───── Task inputs ─────

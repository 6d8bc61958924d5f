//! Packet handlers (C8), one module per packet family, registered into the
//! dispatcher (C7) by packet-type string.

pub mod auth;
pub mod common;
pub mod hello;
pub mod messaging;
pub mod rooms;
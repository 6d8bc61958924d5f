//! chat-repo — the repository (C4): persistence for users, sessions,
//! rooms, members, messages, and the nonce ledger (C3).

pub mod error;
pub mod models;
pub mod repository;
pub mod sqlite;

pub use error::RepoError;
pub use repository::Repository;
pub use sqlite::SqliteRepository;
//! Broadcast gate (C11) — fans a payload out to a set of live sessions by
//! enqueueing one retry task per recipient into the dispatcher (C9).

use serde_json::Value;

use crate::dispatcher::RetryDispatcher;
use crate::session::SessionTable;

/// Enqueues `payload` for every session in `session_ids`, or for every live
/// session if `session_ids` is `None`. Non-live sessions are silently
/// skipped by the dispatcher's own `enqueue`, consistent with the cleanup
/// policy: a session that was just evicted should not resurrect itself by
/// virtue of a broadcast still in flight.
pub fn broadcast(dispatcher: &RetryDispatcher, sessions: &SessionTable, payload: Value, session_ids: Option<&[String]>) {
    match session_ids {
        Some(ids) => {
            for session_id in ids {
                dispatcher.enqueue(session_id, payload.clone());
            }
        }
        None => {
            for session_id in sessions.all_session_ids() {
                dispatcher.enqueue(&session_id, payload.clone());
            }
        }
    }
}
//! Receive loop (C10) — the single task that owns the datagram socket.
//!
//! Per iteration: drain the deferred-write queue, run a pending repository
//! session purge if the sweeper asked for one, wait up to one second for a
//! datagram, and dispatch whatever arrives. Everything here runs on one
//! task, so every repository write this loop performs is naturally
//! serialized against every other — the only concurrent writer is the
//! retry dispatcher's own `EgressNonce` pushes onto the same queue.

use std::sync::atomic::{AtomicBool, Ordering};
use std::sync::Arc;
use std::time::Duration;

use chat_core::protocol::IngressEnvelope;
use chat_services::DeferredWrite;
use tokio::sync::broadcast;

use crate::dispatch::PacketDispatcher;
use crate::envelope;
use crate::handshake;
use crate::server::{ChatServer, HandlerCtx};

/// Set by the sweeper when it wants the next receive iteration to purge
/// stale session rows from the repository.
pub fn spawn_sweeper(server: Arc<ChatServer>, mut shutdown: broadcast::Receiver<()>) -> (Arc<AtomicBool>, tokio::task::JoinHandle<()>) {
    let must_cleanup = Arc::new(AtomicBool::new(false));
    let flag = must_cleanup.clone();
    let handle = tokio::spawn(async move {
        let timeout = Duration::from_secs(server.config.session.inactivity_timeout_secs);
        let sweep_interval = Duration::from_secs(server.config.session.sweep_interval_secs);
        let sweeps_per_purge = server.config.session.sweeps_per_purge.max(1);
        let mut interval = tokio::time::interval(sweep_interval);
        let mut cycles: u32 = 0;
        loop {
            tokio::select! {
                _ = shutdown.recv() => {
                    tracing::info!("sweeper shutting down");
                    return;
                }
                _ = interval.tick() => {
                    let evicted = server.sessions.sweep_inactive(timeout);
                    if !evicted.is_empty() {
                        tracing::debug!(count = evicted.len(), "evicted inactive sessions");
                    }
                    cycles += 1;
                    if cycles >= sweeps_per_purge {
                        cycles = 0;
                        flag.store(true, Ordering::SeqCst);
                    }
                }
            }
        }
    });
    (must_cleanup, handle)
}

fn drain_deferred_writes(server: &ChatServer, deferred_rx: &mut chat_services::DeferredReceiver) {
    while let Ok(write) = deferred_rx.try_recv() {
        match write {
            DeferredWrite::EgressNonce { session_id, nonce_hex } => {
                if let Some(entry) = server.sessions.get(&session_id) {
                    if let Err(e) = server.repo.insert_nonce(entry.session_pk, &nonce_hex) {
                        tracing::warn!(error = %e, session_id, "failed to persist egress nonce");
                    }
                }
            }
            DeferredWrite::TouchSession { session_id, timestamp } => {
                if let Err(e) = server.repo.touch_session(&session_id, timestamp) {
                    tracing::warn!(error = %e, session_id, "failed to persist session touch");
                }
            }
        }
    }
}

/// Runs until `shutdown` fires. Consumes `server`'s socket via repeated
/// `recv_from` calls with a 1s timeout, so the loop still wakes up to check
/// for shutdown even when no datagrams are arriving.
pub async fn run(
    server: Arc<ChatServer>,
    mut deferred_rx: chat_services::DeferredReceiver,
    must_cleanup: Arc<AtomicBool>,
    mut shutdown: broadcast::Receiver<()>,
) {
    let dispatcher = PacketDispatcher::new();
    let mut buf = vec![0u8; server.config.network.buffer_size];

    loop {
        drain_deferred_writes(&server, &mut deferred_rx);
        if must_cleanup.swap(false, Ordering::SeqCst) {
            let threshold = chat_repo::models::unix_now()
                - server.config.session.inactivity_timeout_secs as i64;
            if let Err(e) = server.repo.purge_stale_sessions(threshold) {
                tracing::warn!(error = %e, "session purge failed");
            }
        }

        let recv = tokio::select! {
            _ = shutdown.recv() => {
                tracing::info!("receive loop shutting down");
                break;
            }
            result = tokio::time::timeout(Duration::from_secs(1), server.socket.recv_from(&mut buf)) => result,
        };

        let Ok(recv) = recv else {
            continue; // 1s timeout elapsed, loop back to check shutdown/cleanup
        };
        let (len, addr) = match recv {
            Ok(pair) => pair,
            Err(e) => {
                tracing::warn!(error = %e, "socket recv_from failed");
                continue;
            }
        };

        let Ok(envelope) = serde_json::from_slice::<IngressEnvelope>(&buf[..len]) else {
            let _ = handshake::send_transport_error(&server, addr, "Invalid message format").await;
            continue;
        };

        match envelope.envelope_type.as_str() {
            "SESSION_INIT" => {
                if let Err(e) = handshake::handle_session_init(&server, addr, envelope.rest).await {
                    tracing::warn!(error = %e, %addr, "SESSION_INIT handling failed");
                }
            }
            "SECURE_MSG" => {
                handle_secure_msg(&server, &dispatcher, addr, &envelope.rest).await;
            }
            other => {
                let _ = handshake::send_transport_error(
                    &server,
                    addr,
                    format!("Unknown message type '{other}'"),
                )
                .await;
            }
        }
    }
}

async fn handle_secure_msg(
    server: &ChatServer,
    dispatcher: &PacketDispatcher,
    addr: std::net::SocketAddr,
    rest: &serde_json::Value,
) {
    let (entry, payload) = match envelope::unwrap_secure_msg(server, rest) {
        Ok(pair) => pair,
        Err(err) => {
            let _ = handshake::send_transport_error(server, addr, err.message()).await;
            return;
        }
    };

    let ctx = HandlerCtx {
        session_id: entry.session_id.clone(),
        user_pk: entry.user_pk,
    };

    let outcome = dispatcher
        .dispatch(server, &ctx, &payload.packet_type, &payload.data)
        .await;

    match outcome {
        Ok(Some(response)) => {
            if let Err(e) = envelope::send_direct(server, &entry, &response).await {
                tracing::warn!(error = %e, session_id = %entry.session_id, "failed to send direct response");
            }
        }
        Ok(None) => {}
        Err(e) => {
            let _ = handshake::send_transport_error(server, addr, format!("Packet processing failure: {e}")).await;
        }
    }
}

─────

*Activity*
I'd like the lines above from the one with "chat-repo — the" up to and including the one with "pub use sqlite::SqliteRepository;" copied exactly, with no other lines.

*Answer*
//! chat-repo — the repository (C4): persistence for users, sessions,
//! rooms, members, messages, and the nonce ledger (C3).

pub mod error;
pub mod models;
pub mod repository;
pub mod sqlite;

pub use error::RepoError;
pub use repository::Repository;
pub use sqlite::SqliteRepository;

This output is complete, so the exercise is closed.